The path parameter of the chdir function specifies the target directory to switch to. It returns 0 on success and - 1 on failure
Set errno.

The function to change the process root directory is chroot, which is defined as follows:

/* Make PATH be the root directory (the starting point for absolute paths).
   This call is restricted to the super-user.  */
extern int chroot (const char *__path) __THROW __nonnull ((1)) __wur;

The path parameter specifies the target root directory to switch to. It returns 0 on success and - 1 on failure and sets ermo.

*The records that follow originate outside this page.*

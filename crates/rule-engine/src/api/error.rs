//! 规则引擎错误到 HTTP 响应的映射

use axum::http::StatusCode;
use axum::response::{IntoResponse, Response};
use serde_json::json;

use crate::error::RuleError;

impl RuleError {
    /// 返回对应的 HTTP 状态码
    pub fn status_code(&self) -> StatusCode {
        match self {
            Self::RuleNotFound(_) => StatusCode::NOT_FOUND,
            // 解析、组合、评估错误都是确定性的请求问题，不可重试
            _ => StatusCode::BAD_REQUEST,
        }
    }
}

/// 从 validator 错误转换
impl From<validator::ValidationErrors> for RuleError {
    fn from(errors: validator::ValidationErrors) -> Self {
        Self::Validation(errors.to_string())
    }
}

impl IntoResponse for RuleError {
    fn into_response(self) -> Response {
        let status = self.status_code();

        tracing::warn!(code = self.code(), error = %self, "请求处理失败");

        let body = json!({
            "success": false,
            "code": self.code(),
            "message": self.to_string(),
            "data": serde_json::Value::Null
        });

        (status, axum::Json(body)).into_response()
    }
}
//! Axum 路由共享的应用状态

use crate::executor::RuleExecutor;
use crate::store::RuleStore;

#[derive(Clone, Default)]
pub struct AppState {
    pub store: RuleStore,
    pub executor: RuleExecutor,
}

impl AppState {
    pub fn new(store: RuleStore) -> Self {
        Self {
            store,
            executor: RuleExecutor::new(),
        }
    }
}
//! REST API 层
//!
//! 基于 axum 暴露规则的管理、解析、组合与评估端点。

pub mod dto;
pub mod error;
pub mod handlers;
pub mod routes;
pub mod state;

pub use routes::build_router;
pub use state::AppState;
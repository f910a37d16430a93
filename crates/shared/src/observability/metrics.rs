//! Prometheus 指标模块
//!
//! 基于 metrics crate 和 metrics-exporter-prometheus 实现指标收集与导出。
//! 指标通过独立的 HTTP 端口暴露，供 Prometheus 抓取。

use anyhow::Result;
use axum::{Router, routing::get};
use metrics_exporter_prometheus::{PrometheusBuilder, PrometheusHandle};
use std::net::SocketAddr;
use std::sync::OnceLock;
use tokio::net::TcpListener;
use tracing::{error, info};

use super::ObservabilityConfig;

/// 全局 Prometheus handle，用于渲染指标
static PROMETHEUS_HANDLE: OnceLock<PrometheusHandle> = OnceLock::new();

/// Metrics 资源守卫
pub struct MetricsHandle {
    _server_handle: tokio::task::JoinHandle<()>,
}

/// 初始化 Prometheus 指标导出
///
/// 启动一个独立的 HTTP 服务器在指定端口暴露 `/metrics` 端点。
pub async fn init(config: &ObservabilityConfig) -> Result<MetricsHandle> {
    let handle = PrometheusBuilder::new().install_recorder()?;

    let _ = PROMETHEUS_HANDLE.set(handle.clone());

    register_common_metrics(&config.service_name);

    let addr = SocketAddr::from(([0, 0, 0, 0], config.metrics_port));
    let server_handle = start_metrics_server(addr, handle).await?;

    Ok(MetricsHandle {
        _server_handle: server_handle,
    })
}

/// 注册指标描述（出现在 /metrics 的 HELP 注释中）
fn register_common_metrics(service_name: &str) {
    metrics::describe_counter!("http_requests_total", "Total number of HTTP requests");
    metrics::describe_histogram!(
        "http_request_duration_seconds",
        "HTTP request duration in seconds"
    );

    metrics::describe_counter!("rule_parses_total", "Total number of rule text parses");
    metrics::describe_counter!("rule_combines_total", "Total number of rule combinations");
    metrics::describe_histogram!("rule_combine_size", "Number of rules per combination");
    metrics::describe_counter!("rule_evaluations_total", "Total number of rule evaluations");
    metrics::describe_histogram!(
        "rule_evaluation_duration_seconds",
        "Rule evaluation duration in seconds"
    );

    metrics::counter!("service_starts_total", "service" => service_name.to_string()).increment(1);
}

async fn start_metrics_server(
    addr: SocketAddr,
    handle: PrometheusHandle,
) -> Result<tokio::task::JoinHandle<()>> {
    let app = Router::new()
        .route("/metrics", get(move || std::future::ready(handle.render())))
        .route("/health", get(|| async { "OK" }));

    let listener = TcpListener::bind(addr).await?;
    info!("Metrics server listening on {}", addr);

    let server_handle = tokio::spawn(async move {
        if let Err(e) = axum::serve(listener, app).await {
            error!("Metrics server error: {}", e);
        }
    });

    Ok(server_handle)
}

/// 获取全局 Prometheus handle
pub fn get_handle() -> Option<&'static PrometheusHandle> {
    PROMETHEUS_HANDLE.get()
}

/// 记录 HTTP 请求
#[inline]
pub fn record_http_request(method: &str, path: &str, status: u16, duration_secs: f64) {
    let status_str = status.to_string();
    metrics::counter!(
        "http_requests_total",
        "method" => method.to_string(),
        "path" => path.to_string(),
        "status" => status_str.clone()
    )
    .increment(1);

    metrics::histogram!(
        "http_request_duration_seconds",
        "method" => method.to_string(),
        "path" => path.to_string(),
        "status" => status_str
    )
    .record(duration_secs);
}

/// 记录规则文本解析，status 为 "ok" 或错误码
#[inline]
pub fn record_rule_parse(status: &str) {
    metrics::counter!("rule_parses_total", "status" => status.to_string()).increment(1);
}

/// 记录规则组合
#[inline]
pub fn record_rule_combine(rule_count: usize, status: &str) {
    metrics::counter!(
        "rule_combines_total",
        "status" => status.to_string()
    )
    .increment(1);
    metrics::histogram!("rule_combine_size").record(rule_count as f64);
}

/// 记录规则评估，outcome 为 "matched" / "not_matched" / 错误码
#[inline]
pub fn record_rule_evaluation(outcome: &str, duration_secs: f64) {
    metrics::counter!(
        "rule_evaluations_total",
        "outcome" => outcome.to_string()
    )
    .increment(1);

    metrics::histogram!("rule_evaluation_duration_seconds").record(duration_secs);
}
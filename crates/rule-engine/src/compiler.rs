//! 规则编译器
//!
//! 校验规则 AST 的构造不变量，并预提取规则读取的字段集合。
//! 从文本解析得到的 AST 天然满足不变量；从 JSON 反序列化得到的 AST 需要在此校验。

use crate::error::{Result, RuleError};
use crate::models::{ExpressionNode, Literal, MAX_DEPTH, Rule};
use std::collections::HashSet;

/// 编译后的规则
#[derive(Debug, Clone)]
pub struct CompiledRule {
    /// 原始规则
    pub rule: Rule,
    /// 规则中使用的所有字段
    pub required_fields: HashSet<String>,
    /// 编译版本号
    pub compile_version: u64,
}

impl CompiledRule {
    pub fn id(&self) -> &str {
        &self.rule.id
    }

    pub fn name(&self) -> &str {
        &self.rule.name
    }

    pub fn root(&self) -> &ExpressionNode {
        &self.rule.ast
    }
}

/// 规则编译器
#[derive(Debug, Default)]
pub struct RuleCompiler {
    compile_version: u64,
}

impl RuleCompiler {
    pub fn new() -> Self {
        Self { compile_version: 0 }
    }

    /// 从 JSON 字符串编译规则
    pub fn compile_from_json(&mut self, json: &str) -> Result<CompiledRule> {
        let rule: Rule = serde_json::from_str(json)?;
        self.compile(rule)
    }

    /// 编译规则
    pub fn compile(&mut self, rule: Rule) -> Result<CompiledRule> {
        if rule.id.is_empty() {
            return Err(RuleError::Validation("规则 ID 不能为空".to_string()));
        }

        validate_node(&rule.ast, "root")?;

        let mut required_fields = HashSet::new();
        collect_fields(&rule.ast, &mut required_fields);

        self.compile_version += 1;

        Ok(CompiledRule {
            rule,
            required_fields,
            compile_version: self.compile_version,
        })
    }
}

/// 校验节点不变量：字段名非空、数值字面量有限、深度不超过 [`MAX_DEPTH`]
pub fn validate_node(node: &ExpressionNode, path: &str) -> Result<()> {
    validate_at(node, path, 1)
}

fn validate_at(node: &ExpressionNode, path: &str, depth: usize) -> Result<()> {
    if depth > MAX_DEPTH {
        return Err(RuleError::InvalidNode(format!(
            "节点 '{}' 超过最大深度 {}",
            path, MAX_DEPTH
        )));
    }

    match node {
        ExpressionNode::Operator { left, right, .. } => {
            validate_at(left, &format!("{}.left", path), depth + 1)?;
            validate_at(right, &format!("{}.right", path), depth + 1)
        }
        ExpressionNode::Comparison { field, value, .. } => {
            if field.is_empty() {
                return Err(RuleError::InvalidNode(format!(
                    "节点 '{}' 的字段名为空",
                    path
                )));
            }

            if let Literal::Number(n) = value {
                if !n.is_finite() {
                    return Err(RuleError::InvalidNode(format!(
                        "节点 '{}' 的数值字面量无效: {}",
                        path, n
                    )));
                }
            }

            Ok(())
        }
    }
}

fn collect_fields(node: &ExpressionNode, fields: &mut HashSet<String>) {
    match node {
        ExpressionNode::Operator { left, right, .. } => {
            collect_fields(left, fields);
            collect_fields(right, fields);
        }
        ExpressionNode::Comparison { field, .. } => {
            fields.insert(field.clone());
        }
    }
}

#[cfg(test)]
mod tests {
    use super::*;
    use crate::operators::ComparisonOperator;
    use crate::parser::parse;

    #[test]
    fn test_compile_extracts_fields() {
        let rule = Rule::new("r", "", parse("age 18 >= income 50000 < AND age 65 < AND").unwrap());
        let compiled = RuleCompiler::new().compile(rule).unwrap();

        assert_eq!(compiled.required_fields.len(), 2);
        assert!(compiled.required_fields.contains("age"));
        assert!(compiled.required_fields.contains("income"));
    }

    #[test]
    fn test_compile_version_increments() {
        let mut compiler = RuleCompiler::new();
        let node = parse("age 1 >").unwrap();
        let first = compiler.compile(Rule::new("a", "", node.clone())).unwrap();
        let second = compiler.compile(Rule::new("b", "", node)).unwrap();
        assert_eq!(first.compile_version, 1);
        assert_eq!(second.compile_version, 2);
    }

    #[test]
    fn test_compile_rejects_empty_field() {
        let ast = ExpressionNode::and(
            ExpressionNode::comparison("age", ComparisonOperator::Gt, 1),
            ExpressionNode::comparison("", ComparisonOperator::Eq, "x"),
        );
        let err = RuleCompiler::new().compile(Rule::new("r", "", ast)).unwrap_err();
        match err {
            RuleError::InvalidNode(msg) => assert!(msg.contains("root.right")),
            other => panic!("unexpected error: {:?}", other),
        }
    }

    #[test]
    fn test_compile_rejects_over_deep_ast() {
        let mut ast = ExpressionNode::comparison("f", ComparisonOperator::Gt, 0);
        for _ in 0..MAX_DEPTH {
            ast = ExpressionNode::and(ast, ExpressionNode::comparison("f", ComparisonOperator::Gt, 0));
        }

        let err = RuleCompiler::new().compile(Rule::new("r", "", ast)).unwrap_err();
        assert!(matches!(err, RuleError::InvalidNode(ref msg) if msg.contains("root.left")));
    }

    #[test]
    fn test_compile_from_json() {
        let json = r#"
        {
            "id": "rule-001",
            "name": "adult",
            "ast": {
                "type": "comparison",
                "operator": ">=",
                "field": "age",
                "value": {"type": "number", "value": 18}
            }
        }
        "#;

        let compiled = RuleCompiler::new().compile_from_json(json).unwrap();
        assert_eq!(compiled.id(), "rule-001");
        assert_eq!(compiled.name(), "adult");
        assert_eq!(compiled.rule.description, "");
    }

    #[test]
    fn test_compile_rejects_empty_id() {
        let mut rule = Rule::new("r", "", parse("age 1 >").unwrap());
        rule.id.clear();
        assert!(matches!(
            RuleCompiler::new().compile(rule),
            Err(RuleError::Validation(_))
        ));
    }
}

Chroot does not change the current working directory of the process, so after calling chroot, we still need to use chdir("/") to switch the working directory to the new root directory. After changing the root directory of the process, the program may not be able to access files (and directories) like / dev because these files (and directories) are not under the new root directory. However, fortunately, after calling chroot, the file descriptors originally opened by the process still take effect, so we can use these previously opened file descriptors to access files (and directories) that cannot be accessed directly after calling chroot, especially some log files. In addition, only privileged processes can change the root directory.

Post processing of service procedures

/* Put the program in the background, and dissociate from the controlling
   terminal.  If NOCHDIR is zero, do `chdir ("/")'.  If NOCLOSE is zero,
   redirects stdin, stdout, and stderr to /dev/null.  */
extern int daemon (int __nochdir, int __noclose) __THROW __wur;

The nochdir parameter is used to specify whether to change the working directory. If 0 is passed to it, the working directory will be set to "1" (root directory), otherwise the current working directory will continue to be used. When the noclose parameter is 0, the standard input, standard output and standard error output are redirected to the / dev/null file. Otherwise, the original device is still used. The function returns 0 on success and - 1 on failure and sets errno.